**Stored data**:
****************
//! Per-language static artifacts and candidate collection.
//!
//! Each language owns a token dictionary, an ignored-token set, keyword
//! follow-set tables, operator/aggregate-function/template tables, a
//! rule-action table for the mapper, and a candidate collector that walks
//! the parse tree at the cursor. All static artifacts are process-wide
//! immutable configuration behind read-only accessors; nothing here is
//! mutated after first use.

pub(crate) mod dql;
pub(crate) mod ppl;
pub(crate) mod sql;

use std::collections::{HashMap, HashSet};

use crate::cursor::CursorContext;
use crate::lexer::TokenType;
use crate::parser::{ParseResult, ParseTree};
use crate::rules::{CandidateSet, RuleAction, RuleId};
use crate::types::Language;

/// An aggregate function entry: completion text plus snippet insert text.
#[derive(Debug, Clone, Copy, PartialEq, Eq)]
pub struct AggregateFunction {
    pub text: &'static str,
    pub insert_text: &'static str,
}

/// A canned statement skeleton offered regardless of schema availability.
#[derive(Debug, Clone, Copy, PartialEq, Eq)]
pub struct Template {
    pub text: &'static str,
    pub insert_text: &'static str,
}

/// The language's token dictionary: symbolic token name → token-type id.
///
/// Built once per language and never mutated afterwards.
pub fn token_dictionary(language: Language) -> &'static HashMap<&'static str, TokenType> {
    match language {
        Language::Sql => &sql::TOKEN_DICTIONARY,
        Language::Ppl => &ppl::TOKEN_DICTIONARY,
        Language::Dql => &dql::TOKEN_DICTIONARY,
    }
}

/// Token types excluded when resolving the previous meaningful token.
pub fn ignored_tokens(language: Language) -> &'static HashSet<TokenType> {
    match language {
        Language::Sql => &sql::IGNORED_TOKENS,
        Language::Ppl => &ppl::IGNORED_TOKENS,
        Language::Dql => &dql::IGNORED_TOKENS,
    }
}

/// Classifies an uppercased word as one of the language's keywords.
pub(crate) fn keyword_token(language: Language, upper: &str) -> Option<TokenType> {
    let keywords: &[(&str, TokenType)] = match language {
        Language::Sql => sql::KEYWORDS,
        Language::Ppl => ppl::KEYWORDS,
        Language::Dql => dql::KEYWORDS,
    };
    keywords
        .iter()
        .find(|(name, _)| *name == upper)
        .map(|(_, token)| *token)
}

/// Static rule-id → suggestion-action table for the mapper.
pub(crate) fn rule_actions(language: Language) -> &'static [(RuleId, &'static [RuleAction])] {
    match language {
        Language::Sql => sql::RULE_ACTIONS,
        Language::Ppl => ppl::RULE_ACTIONS,
        Language::Dql => dql::RULE_ACTIONS,
    }
}

/// Collects the grammar rules and keyword tokens reachable at the cursor.
pub(crate) fn collect_candidates(
    language: Language,
    parsed: &ParseResult,
    ctx: &CursorContext,
) -> CandidateSet {
    match (language, &parsed.tree) {
        (Language::Sql, ParseTree::Sql(statements)) => {
            sql::collect_candidates(statements, &parsed.tokens, ctx)
        }
        (Language::Ppl, ParseTree::Ppl(pipeline)) => {
            ppl::collect_candidates(pipeline, &parsed.tokens, ctx)
        }
        (Language::Dql, ParseTree::Dql(query)) => {
            dql::collect_candidates(query, &parsed.tokens, ctx)
        }
        // A tree of the wrong language cannot occur through `parse`, but a
        // caller assembling a ParseResult by hand degrades to no candidates.
        _ => CandidateSet::default(),
    }
}

/// The language's aggregate-function table.
pub fn aggregate_functions(language: Language) -> &'static [AggregateFunction] {
    match language {
        Language::Sql => sql::AGGREGATE_FUNCTIONS,
        Language::Ppl => ppl::AGGREGATE_FUNCTIONS,
        Language::Dql => &[],
    }
}

/// Comparison operators offered at the operator position of a predicate.
pub(crate) fn operator_texts(language: Language) -> &'static [&'static str] {
    match language {
        Language::Sql => sql::OPERATORS,
        Language::Ppl => ppl::OPERATORS,
        Language::Dql => dql::OPERATORS,
    }
}

/// Token types acting as comparison operators in the predicate walker.
pub(crate) fn comparison_tokens(language: Language) -> &'static [TokenType] {
    match language {
        Language::Sql => sql::COMPARISON_TOKENS,
        Language::Ppl => ppl::COMPARISON_TOKENS,
        Language::Dql => dql::COMPARISON_TOKENS,
    }
}

/// Static canned snippets for the language.
pub fn templates(language: Language) -> &'static [Template] {
    match language {
        Language::Sql => sql::TEMPLATES,
        Language::Ppl => ppl::TEMPLATES,
        Language::Dql => dql::TEMPLATES,
    }
}

/// Surface text a keyword/punctuation token renders as in suggestions.
/// SQL keywords render uppercase, PPL and DQL keywords lowercase.
pub(crate) fn token_text(language: Language, token: TokenType) -> Option<&'static str> {
    if let Some(text) = punctuation_text(token) {
        return Some(text);
    }
    match language {
        Language::Sql => sql::keyword_surface(token),
        Language::Ppl => ppl::keyword_surface(token),
        Language::Dql => dql::keyword_surface(token),
    }
}

/// Documentation string for a keyword, when the language defines one.
pub(crate) fn token_documentation(language: Language, token: TokenType) -> Option<&'static str> {
    match language {
        Language::Ppl => ppl::command_documentation(token),
        Language::Sql | Language::Dql => None,
    }
}

/// Insert text for a schema field suggestion.
///
/// Inside an aggregate call the bare name is inserted; elsewhere the
/// language's continuation (trailing space, or ` : ` for DQL) is appended.
pub(crate) fn field_insert_text(language: Language, name: &str, in_aggregate: bool) -> String {
    if in_aggregate {
        return name.to_string();
    }
    match language {
        Language::Sql | Language::Ppl => format!("{name} "),
        Language::Dql => format!("{name} : "),
    }
}

/// Insert text for a fetched column value.
pub(crate) fn value_insert_text(language: Language, value: &str) -> String {
    let quoted = value.parse::<f64>().is_err() && value != "true" && value != "false";
    match (language, quoted) {
        (Language::Dql, true) => format!("\"{value}\" "),
        (_, true) => format!("'{value}' "),
        (_, false) => format!("{value} "),
    }
}

fn punctuation_text(token: TokenType) -> Option<&'static str> {
    Some(match token {
        TokenType::Eq => "=",
        TokenType::NotEq => "!=",
        TokenType::Lt => "<",
        TokenType::LtEq => "<=",
        TokenType::Gt => ">",
        TokenType::GtEq => ">=",
        TokenType::Plus => "+",
        TokenType::Minus => "-",
        TokenType::Star => "*",
        TokenType::Slash => "/",
        TokenType::Percent => "%",
        TokenType::Comma => ",",
        TokenType::Dot => ".",
        TokenType::Colon => ":",
        TokenType::Semicolon => ";",
        TokenType::LParen => "(",
        TokenType::RParen => ")",
        TokenType::LBracket => "[",
        TokenType::RBracket => "]",
        TokenType::Pipe => "|",
        _ => return None,
    })
}
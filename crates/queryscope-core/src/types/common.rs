//! Shared primitive types: spans, cursors, languages, schema snapshots.

use std::fmt;
use std::str::FromStr;

use schemars::JsonSchema;
use serde::{Deserialize, Serialize};

/// Byte range into the query string.
#[derive(Debug, Clone, Copy, PartialEq, Eq, Serialize, Deserialize, JsonSchema)]
#[serde(rename_all = "camelCase")]
pub struct Span {
    /// Byte offset from start of the query (inclusive)
    pub start: usize,
    /// Byte offset from start of the query (exclusive)
    pub end: usize,
}

impl Span {
    pub fn new(start: usize, end: usize) -> Self {
        Self { start, end }
    }

    /// Returns true when `offset` falls inside the span (end-exclusive).
    pub fn contains(&self, offset: usize) -> bool {
        offset >= self.start && offset < self.end
    }

    pub fn len(&self) -> usize {
        self.end.saturating_sub(self.start)
    }

    pub fn is_empty(&self) -> bool {
        self.len() == 0
    }
}

/// Editor cursor position.
///
/// Both fields are 1-based; column `n` sits before the `n`-th character of
/// the line, so the cursor at the very end of a line has column
/// `line length + 1`.
#[derive(Debug, Clone, Copy, PartialEq, Eq, Serialize, Deserialize, JsonSchema)]
#[serde(rename_all = "camelCase")]
pub struct Cursor {
    pub line: usize,
    pub column: usize,
}

impl Cursor {
    pub fn new(line: usize, column: usize) -> Self {
        Self { line, column }
    }
}

impl Default for Cursor {
    fn default() -> Self {
        Self { line: 1, column: 1 }
    }
}

/// Query language served by the engine.
///
/// Each language carries its own token dictionary, ignored-token set and
/// rule-mapping table; nothing is shared across languages at runtime beyond
/// the lexical token space.
#[derive(
    Debug, Clone, Copy, PartialEq, Eq, Hash, Default, Serialize, Deserialize, JsonSchema,
)]
#[serde(rename_all = "camelCase")]
pub enum Language {
    /// SQL-style statements (`SELECT ... FROM ... WHERE ...`).
    #[default]
    Sql,
    /// Piped Processing Language (`source = idx | where ... | stats ...`).
    Ppl,
    /// Dashboards Query Language filter expressions (`field : value and ...`).
    Dql,
}

impl Language {
    pub fn as_str(&self) -> &'static str {
        match self {
            Self::Sql => "sql",
            Self::Ppl => "ppl",
            Self::Dql => "dql",
        }
    }
}

impl fmt::Display for Language {
    fn fmt(&self, f: &mut fmt::Formatter<'_>) -> fmt::Result {
        f.write_str(self.as_str())
    }
}

impl FromStr for Language {
    type Err = String;

    fn from_str(value: &str) -> Result<Self, Self::Err> {
        match value.to_ascii_lowercase().as_str() {
            "sql" => Ok(Self::Sql),
            "ppl" => Ok(Self::Ppl),
            "dql" | "kuery" => Ok(Self::Dql),
            other => Err(format!("unknown query language: {other}")),
        }
    }
}

/// A single field of an index pattern.
#[derive(Debug, Clone, PartialEq, Eq, Serialize, Deserialize, JsonSchema)]
#[serde(rename_all = "camelCase")]
pub struct SchemaField {
    pub name: String,
    #[serde(rename = "type")]
    pub field_type: String,
}

/// Read-only schema snapshot supplied by the caller.
///
/// The engine never fetches this itself; it is handed in per request and the
/// engine only reads it.
#[derive(Debug, Clone, PartialEq, Eq, Serialize, Deserialize, JsonSchema)]
#[serde(rename_all = "camelCase")]
pub struct IndexPatternSchema {
    /// Index pattern title, e.g. `logs-*` or `test-index`.
    pub title: String,
    pub fields: Vec<SchemaField>,
}

#[cfg(test)]
mod tests {
    use super::*;

    #[test]
    fn test_span_contains() {
        let span = Span::new(3, 7);
        assert!(!span.contains(2));
        assert!(span.contains(3));
        assert!(span.contains(6));
        assert!(!span.contains(7));
    }

    #[test]
    fn test_language_round_trip() {
        for language in [Language::Sql, Language::Ppl, Language::Dql] {
            assert_eq!(language.as_str().parse::<Language>(), Ok(language));
        }
    }

    #[test]
    fn test_language_accepts_kuery_alias() {
        assert_eq!("kuery".parse::<Language>(), Ok(Language::Dql));
    }

    #[test]
    fn test_language_rejects_unknown() {
        assert!("esql".parse::<Language>().is_err());
    }

    #[test]
    fn test_schema_deserializes_type_field() {
        let json = r#"{"title":"test-index","fields":[{"name":"field1","type":"string"}]}"#;
        let schema: IndexPatternSchema = serde_json::from_str(json).expect("valid schema");
        assert_eq!(schema.title, "test-index");
        assert_eq!(schema.fields[0].field_type, "string");
    }
}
****************
**WHAT THIS TASK INVOLVES**: Go through the data and show every line where "None" occurs.

**EXERCISE RESULT**:
        Language::Sql | Language::Dql => None,
        _ => return None,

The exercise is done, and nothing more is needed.